Three Gaps Behind Every Finding

The zine identifies three structural problems that run through all of the evidence.

  1. The transparency gap means platforms remove millions of Nepali posts annually without publishing the data needed to evaluate whether those removals are accurate, linguistically fair, or politically neutral. In the EU, Meta publishes algorithmic transparency reports and complaint data under regulatory pressure. In Nepal, there are only global aggregates.
  2. The language gap means that automated systems were not trained on Nepali, Maithili, or Newari.

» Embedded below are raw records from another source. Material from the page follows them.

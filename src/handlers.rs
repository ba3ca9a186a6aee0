use actix_web::web::{Data, Json, Path};
use actix_web::{HttpResponse, Responder, mime};

use crate::config;
use crate::consts;
use crate::models::chat::{ChatRequest, ChatResponse, EnvStatus};
use crate::resolver::ResponseResolver;

static INDEX_HTML: &str = include_str!("../static/index.html");
static STYLE_CSS: &str = include_str!("../static/style.css");
static SCRIPT_JS: &str = include_str!("../static/script.js");

pub async fn chat(resolver: Data<ResponseResolver>, request: Json<ChatRequest>) -> impl Responder {
    let request = request.into_inner();
    match &request.user_id {
        Some(user_id) => log::info!("received message from {}: {}", user_id, request.message),
        None => log::info!("received message: {}", request.message),
    }

    let response = resolver.resolve(&request.message).await;
    log::info!("responding with: {}", response);

    HttpResponse::Ok().json(ChatResponse { response })
}

pub async fn home() -> impl Responder {
    HttpResponse::Ok()
        .content_type(mime::TEXT_HTML_UTF_8)
        .body(INDEX_HTML)
}

pub async fn static_file(file: Path<String>) -> impl Responder {
    match file.as_str() {
        "style.css" => HttpResponse::Ok()
            .content_type(mime::TEXT_CSS_UTF_8)
            .body(STYLE_CSS),
        "script.js" => HttpResponse::Ok()
            .content_type(mime::APPLICATION_JAVASCRIPT_UTF_8)
            .body(SCRIPT_JS),
        other => {
            log::debug!("static file not found: {:?}", other);
            HttpResponse::NotFound().finish()
        }
    }
}

pub async fn test_env(config: Data<config::Config>) -> impl Responder {
    let status = if config.has_api_key() {
        consts::API_KEY_LOADED_STATUS
    } else {
        consts::API_KEY_MISSING_STATUS
    };

    HttpResponse::Ok().json(EnvStatus {
        status: status.to_string(),
    })
}
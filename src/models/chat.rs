use serde::{self, Deserialize, Serialize};

/// Body of `POST /chat/`. `user_id` is only ever logged.
#[derive(Debug, Serialize, Deserialize, Clone)]
pub struct ChatRequest {
    pub message: String,
    #[serde(skip_serializing_if = "Option::is_none", default)]
    pub user_id: Option<String>,
}

#[derive(Debug, Serialize, Deserialize, Clone, PartialEq, Eq)]
pub struct ChatResponse {
    pub response: String,
}

#[derive(Debug, Serialize, Deserialize, Clone, PartialEq, Eq)]
pub struct EnvStatus {
    pub status: String,
}
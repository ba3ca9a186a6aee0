use std::sync::Arc;

use actix_web::HttpServer;

use faq_relay::app::create_app;
use faq_relay::config;
use faq_relay::llm_client::{LLMClient, LLMClientTrait};
use faq_relay::resolver::ResponseResolver;

#[actix_web::main]
async fn main() -> std::io::Result<()> {
    dotenv::dotenv().ok();
    env_logger::init_from_env(env_logger::Env::new().default_filter_or("info"));
    log::info!("Initializing FAQ relay service...");

    let config = config::load_config()?;

    let http_client = LLMClient::build_http_client(&config.completion)?;
    let llm_client = LLMClient::from_config(http_client, &config.completion);
    if !llm_client.is_configured() {
        log::error!(
            "{} not found in environment variables.",
            config.completion.api_key_env
        );
    }

    let faq = Arc::new(config.faq_table());
    log::info!("loaded {} FAQ entries", faq.len());

    let resolver = Arc::new(
        ResponseResolver::new(faq, Arc::new(llm_client))
            .with_keyword_redirect(config.keyword_redirect.clone()),
    );
    let bind_address = (config.bind_address.clone(), config.port);
    let config = Arc::new(config);

    log::info!("listening on {}:{}", bind_address.0, bind_address.1);
    HttpServer::new(move || create_app(resolver.clone(), config.clone()))
        .bind(bind_address)?
        .run()
        .await
}
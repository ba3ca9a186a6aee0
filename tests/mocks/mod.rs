use std::collections::VecDeque;
use std::sync::Mutex;

use async_trait::async_trait;

use faq_relay::config::{Config, ConfigLoader};
use faq_relay::errors::RelayError;
use faq_relay::llm_client::LLMClientTrait;

/// Replays queued replies and records every message it was asked to complete.
pub struct MockLLMClient {
    configured: bool,
    responses: Mutex<VecDeque<Result<String, RelayError>>>,
    calls: Mutex<Vec<String>>,
}

impl MockLLMClient {
    pub fn new() -> Self {
        Self {
            configured: true,
            responses: Mutex::new(VecDeque::new()),
            calls: Mutex::new(Vec::new()),
        }
    }

    pub fn unconfigured() -> Self {
        Self {
            configured: false,
            ..Self::new()
        }
    }

    pub fn add_response(&self, response: Result<String, RelayError>) {
        self.responses.lock().unwrap().push_back(response);
    }

    pub fn get_calls(&self) -> Vec<String> {
        self.calls.lock().unwrap().clone()
    }
}

#[async_trait]
impl LLMClientTrait for MockLLMClient {
    fn is_configured(&self) -> bool {
        self.configured
    }

    async fn complete(&self, user_message: &str) -> Result<String, RelayError> {
        self.calls.lock().unwrap().push(user_message.to_string());
        self.responses
            .lock()
            .unwrap()
            .pop_front()
            .unwrap_or_else(|| Err(RelayError::ApiError("no mock response queued".to_string())))
    }
}

pub struct InMemoryConfigLoader {
    config: Config,
}

impl InMemoryConfigLoader {
    pub fn new(config: Config) -> Self {
        Self { config }
    }
}

impl ConfigLoader for InMemoryConfigLoader {
    fn load_config(&self) -> Result<Config, RelayError> {
        Ok(self.config.clone())
    }
}
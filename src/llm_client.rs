use std::time::Duration;

use async_trait::async_trait;

use crate::config::CompletionConfig;
use crate::consts;
use crate::errors::RelayError;
use crate::llm_request;
use crate::models::response::ChatCompletion;

/// Completion provider seen by the resolver.
#[async_trait]
pub trait LLMClientTrait: Send + Sync {
    /// False when no credential is available; callers must not call `complete` then.
    fn is_configured(&self) -> bool;

    /// Sends `user_message` as a single user turn and returns the first completion.
    async fn complete(&self, user_message: &str) -> Result<String, RelayError>;
}

pub struct LLMClient {
    client: reqwest::Client,
    base_url: String,
    api_key: String,
    model_name: String,
}

impl LLMClient {
    pub fn new(client: reqwest::Client, base_url: &str, api_key: &str, model_name: &str) -> Self {
        Self {
            client,
            base_url: base_url.trim_end_matches('/').to_string(),
            api_key: api_key.to_string(),
            model_name: model_name.to_string(),
        }
    }

    pub fn from_config(client: reqwest::Client, config: &CompletionConfig) -> Self {
        Self::new(
            client,
            &config.api_url,
            &config.api_key,
            &config.model_name,
        )
    }

    pub fn build_http_client(config: &CompletionConfig) -> Result<reqwest::Client, RelayError> {
        reqwest::Client::builder()
            .connect_timeout(Duration::from_secs(config.connect_timeout_secs))
            .timeout(Duration::from_secs(config.request_timeout_secs))
            .build()
            .map_err(|e| RelayError::ConfigError(format!("failed to build http client: {e}")))
    }

    async fn request_chat_completion(&self, user_message: &str) -> Result<ChatCompletion, RelayError> {
        let request = llm_request::build_completion_request(&self.model_name, user_message);

        let response = self
            .client
            .post(format!("{}{}", self.base_url, consts::CHAT_COMPLETIONS_PATH))
            .bearer_auth(&self.api_key)
            .json(&request)
            .send()
            .await?;

        if !response.status().is_success() {
            let status = response.status();
            let text = response.text().await.unwrap_or_default();

            return Err(RelayError::ApiError(format!("status {status}, text {text}")));
        }

        let body = response.text().await?;
        serde_json::from_str(&body)
            .map_err(|e| RelayError::ParseError(format!("{e}, body {body}")))
    }
}

#[async_trait]
impl LLMClientTrait for LLMClient {
    fn is_configured(&self) -> bool {
        !self.api_key.trim().is_empty()
    }

    async fn complete(&self, user_message: &str) -> Result<String, RelayError> {
        if !self.is_configured() {
            return Err(RelayError::MissingCredential);
        }

        let completion = self.request_chat_completion(user_message).await?;
        llm_request::extract_completion_text(completion)
    }
}
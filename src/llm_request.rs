use crate::errors::RelayError;
use crate::models::request::{ChatCompletionCreate, Message};
use crate::models::response::ChatCompletion;
use crate::models::Role;

/// Single user turn carrying `user_message` exactly as received.
pub(crate) fn build_completion_request(model_name: &str, user_message: &str) -> ChatCompletionCreate {
    ChatCompletionCreate {
        model: model_name.to_string(),
        messages: vec![Message {
            role: Role::User,
            content: user_message.to_string(),
        }],
    }
}

/// Reads `choices[0].message.content`, untouched.
pub(crate) fn extract_completion_text(completion: ChatCompletion) -> Result<String, RelayError> {
    let choice = completion
        .choices
        .into_iter()
        .next()
        .ok_or_else(|| RelayError::ParseError("response has no choices".to_string()))?;

    choice
        .message
        .content
        .ok_or_else(|| RelayError::ParseError("first choice has no message content".to_string()))
}
//! Runtime-typed values and helpers that check their arguments at runtime.
//!
//! [`Value`] models heterogeneous data: a list may hold integers next to
//! strings next to nested lists. Because nothing is known statically here, the
//! helpers verify that their collection argument is a [`Value::List`] and that a
//! transformer was actually supplied, reporting [`Error::NotASequence`] and
//! [`Error::NilFunction`] otherwise.
//!
//! # Example
//! ```rust
//! use list_utils::dynamic::{self, Value};
//! use list_utils::Error;
//!
//! let names = Value::from(vec!["Value A", "Value B"]);
//! let lengths = dynamic::map(&names, Some(&|v: &Value| match v {
//!     Value::Str(s) => Value::from(s.len() as i64),
//!     _ => Value::Nil,
//! }))?;
//!
//! assert_eq!(lengths, [Value::Int(7), Value::Int(7)]);
//! assert_eq!(dynamic::map(&Value::from("not a list"), None), Err(Error::NotASequence));
//! # Ok::<(), Error>(())
//! ```

use std::fmt;

use crate::{Error, Result, helpers};

/// A dynamically typed value.
///
/// Equality is deep: two lists are equal when their elements are pairwise equal.
#[derive(Debug, Default, Clone, PartialEq)]
pub enum Value {
    /// The absent marker, dropped by [`compact`].
    #[default]
    Nil,
    Bool(bool),
    Int(i64),
    Float(f64),
    Str(String),
    List(Vec<Value>),
}

/// Transformer accepted by [`map`].
pub type MapFn<'a> = &'a dyn Fn(&Value) -> Value;

/// Predicate accepted by [`select`].
pub type SelectFn<'a> = &'a dyn Fn(&Value) -> bool;

impl Value {
    /// Returns the elements when this value is a list.
    pub fn as_list(&self) -> Option<&[Value]> {
        match self {
            Value::List(values) => Some(values),
            _ => None,
        }
    }

    /// Checks whether this value is the absent marker.
    #[inline]
    pub fn is_nil(&self) -> bool {
        matches!(self, Value::Nil)
    }

    /// Checks whether this value is ordered, indexable and has a length.
    #[inline]
    pub fn is_sequence(&self) -> bool {
        self.as_list().is_some()
    }

    fn expect_list(&self) -> Result<&[Value]> {
        self.as_list().ok_or(Error::NotASequence)
    }
}

impl fmt::Display for Value {
    fn fmt(&self, f: &mut fmt::Formatter<'_>) -> fmt::Result {
        match self {
            Value::Nil => f.write_str("nil"),
            Value::Bool(value) => write!(f, "{value}"),
            Value::Int(value) => write!(f, "{value}"),
            Value::Float(value) => write!(f, "{value}"),
            Value::Str(value) => write!(f, "{value:?}"),
            Value::List(values) => {
                f.write_str("[")?;
                for (i, value) in values.iter().enumerate() {
                    if i > 0 {
                        f.write_str(", ")?;
                    }
                    write!(f, "{value}")?;
                }
                f.write_str("]")
            }
        }
    }
}

impl From<bool> for Value {
    fn from(value: bool) -> Self {
        Value::Bool(value)
    }
}

impl From<i32> for Value {
    fn from(value: i32) -> Self {
        Value::Int(i64::from(value))
    }
}

impl From<i64> for Value {
    fn from(value: i64) -> Self {
        Value::Int(value)
    }
}

impl From<f64> for Value {
    fn from(value: f64) -> Self {
        Value::Float(value)
    }
}

impl From<&str> for Value {
    fn from(value: &str) -> Self {
        Value::Str(value.to_string())
    }
}

impl From<String> for Value {
    fn from(value: String) -> Self {
        Value::Str(value)
    }
}

impl<V> From<Vec<V>> for Value
where
    V: Into<Value>,
{
    fn from(values: Vec<V>) -> Self {
        Value::List(values.into_iter().map(Into::into).collect())
    }
}

impl<V> From<Option<V>> for Value
where
    V: Into<Value>,
{
    fn from(value: Option<V>) -> Self {
        value.map_or(Value::Nil, Into::into)
    }
}

impl FromIterator<Value> for Value {
    fn from_iter<I: IntoIterator<Item = Value>>(iter: I) -> Self {
        Value::List(iter.into_iter().collect())
    }
}

/// Checks whether `collection` holds a value deeply equal to `value`.
///
/// # Errors
/// - [`Error::NotASequence`] if `collection` is not a list.
pub fn contains(collection: &Value, value: &Value) -> Result<bool> {
    let values = collection.expect_list()?;
    Ok(helpers::contains(values, value))
}

/// Membership test that reports absence as an error.
///
/// # Errors
/// - [`Error::NotASequence`] if `collection` is not a list.
/// - [`Error::ElementNotFound`] if no element equals `value`.
pub fn is_included(collection: &Value, value: &Value) -> Result<()> {
    let values = collection.expect_list()?;
    helpers::is_included(values, value)
}

/// Applies `f` to every element of `collection`.
///
/// # Errors
/// - [`Error::NotASequence`] if `collection` is not a list.
/// - [`Error::NilFunction`] if `f` is `None`.
pub fn map(collection: &Value, f: Option<MapFn<'_>>) -> Result<Vec<Value>> {
    let values = collection.expect_list()?;
    let f = f.ok_or(Error::NilFunction("map"))?;
    Ok(helpers::map(values, f))
}

/// Keeps the elements of `collection` for which `predicate` holds.
///
/// # Errors
/// - [`Error::NotASequence`] if `collection` is not a list.
/// - [`Error::NilFunction`] if `predicate` is `None`.
pub fn select(collection: &Value, predicate: Option<SelectFn<'_>>) -> Result<Vec<Value>> {
    let values = collection.expect_list()?;
    let predicate = predicate.ok_or(Error::NilFunction("select"))?;
    Ok(helpers::select(values, predicate))
}

/// Cartesian product of the given lists, each tuple a [`Value::List`].
///
/// Element kinds may differ between lists.
///
/// # Errors
/// - [`Error::NotASequence`] if any argument is not a list.
///
/// # Example
/// ```rust
/// use list_utils::dynamic::{self, Value};
///
/// let tuples = dynamic::combination(&[
///     Value::from(vec![1, 2]),
///     Value::from(vec!["a"]),
/// ])?;
///
/// assert_eq!(tuples, [
///     Value::List(vec![Value::Int(1), Value::from("a")]),
///     Value::List(vec![Value::Int(2), Value::from("a")]),
/// ]);
/// # Ok::<(), list_utils::Error>(())
/// ```
pub fn combination(collections: &[Value]) -> Result<Vec<Value>> {
    let lists = collections
        .iter()
        .map(Value::expect_list)
        .collect::<Result<Vec<_>>>()?;

    Ok(helpers::combination(&lists)
        .into_iter()
        .map(Value::List)
        .collect())
}

/// Drops every [`Value::Nil`] entry of `collection`, keeping order.
///
/// # Errors
/// - [`Error::NotASequence`] if `collection` is not a list.
pub fn compact(collection: &Value) -> Result<Vec<Value>> {
    let values = collection.expect_list()?;
    Ok(helpers::select(values, |value| !value.is_nil()))
}
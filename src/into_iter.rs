use core::iter::FusedIterator;
use std::collections::{VecDeque, vec_deque};

use crate::ArrayList;

/// An owning iterator over the elements of an `ArrayList`.
///
/// This struct is created by `ArrayList::into_iter()`.
#[derive(Clone)]
pub struct IntoIter<T> {
    delegate: vec_deque::IntoIter<T>,
}

impl<T> Default for IntoIter<T> {
    fn default() -> Self {
        Self {
            delegate: VecDeque::new().into_iter(),
        }
    }
}

impl<T> IntoIter<T> {
    pub(crate) fn from_list<E>(list: ArrayList<T, E>) -> Self {
        Self {
            delegate: list.elements.into_iter(),
        }
    }
}

impl<T> Iterator for IntoIter<T> {
    type Item = T;

    #[inline]
    fn next(&mut self) -> Option<Self::Item> {
        self.delegate.next()
    }

    #[inline]
    fn size_hint(&self) -> (usize, Option<usize>) {
        self.delegate.size_hint()
    }

    fn last(self) -> Option<Self::Item> {
        self.delegate.last()
    }

    fn count(self) -> usize {
        self.delegate.count()
    }

    fn nth(&mut self, n: usize) -> Option<Self::Item> {
        self.delegate.nth(n)
    }

    fn fold<B, F>(self, init: B, f: F) -> B
    where
        F: FnMut(B, Self::Item) -> B,
    {
        self.delegate.fold(init, f)
    }
}

impl<T> DoubleEndedIterator for IntoIter<T> {
    #[inline]
    fn next_back(&mut self) -> Option<Self::Item> {
        self.delegate.next_back()
    }

    fn rfold<B, F>(self, init: B, f: F) -> B
    where
        F: FnMut(B, Self::Item) -> B,
    {
        self.delegate.rfold(init, f)
    }
}

impl<T> ExactSizeIterator for IntoIter<T> {
    fn len(&self) -> usize {
        self.delegate.len()
    }
}

impl<T> FusedIterator for IntoIter<T> {}

impl<T> core::fmt::Debug for IntoIter<T>
where
    T: core::fmt::Debug,
{
    fn fmt(&self, f: &mut core::fmt::Formatter<'_>) -> core::fmt::Result {
        f.debug_tuple("IntoIter").field(&self.delegate).finish()
    }
}
/// Decides whether two values should be treated as the same element.
///
/// `ArrayList` consults its equivalence for every value based lookup
/// (`index_of`, `last_index_of`, `contains`, `remove`). The default,
/// [`Structural`], compares full contents rather than identity.
///
/// Any `Fn(&T, &T) -> bool` closure is an equivalence as well.
///
/// # Example
/// ```rust
/// use list_utils::ArrayList;
///
/// let mut list = ArrayList::with_equivalence(|a: &String, b: &String| {
///     a.eq_ignore_ascii_case(b)
/// });
/// list.add("Oscar".to_string());
///
/// assert_eq!(list.index_of(&"OSCAR".to_string()), Some(0));
/// ```
pub trait Equivalence<T: ?Sized> {
    /// Returns `true` when `a` and `b` count as the same element.
    fn equivalent(&self, a: &T, b: &T) -> bool;
}

/// Deep structural equality, delegated to `PartialEq`.
///
/// Owned nested data (`Vec`, `String`, `Box`, structs and enums deriving
/// `PartialEq`) compares recursively by content.
#[derive(Debug, Default, Clone, Copy, PartialEq, Eq, Hash)]
pub struct Structural;

impl<T> Equivalence<T> for Structural
where
    T: PartialEq + ?Sized,
{
    #[inline]
    fn equivalent(&self, a: &T, b: &T) -> bool {
        a == b
    }
}

impl<T, F> Equivalence<T> for F
where
    T: ?Sized,
    F: Fn(&T, &T) -> bool,
{
    #[inline]
    fn equivalent(&self, a: &T, b: &T) -> bool {
        self(a, b)
    }
}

The consequences fall entirely on Nepali creators and communities, not on the platforms that built and deployed those systems.
  3. The accountability gap means there is no dedicated authority in Nepal, no local platform contact, and no institutional channel. When something goes wrong, there is a form. No one knows if it works.

What You Can Do

You do not need institutional power to start making this visible. Document moderation decisions when they happen: screenshot the removal, write down the platform, the date, and the reason given. Appeal, even when it feels pointless, because platforms track appeal rates and low rates are read as low dissatisfaction. Talk about it. The stories in this zine exist because people were willing to share them.

Every documented incident is evidence. Evidence is what changes systems.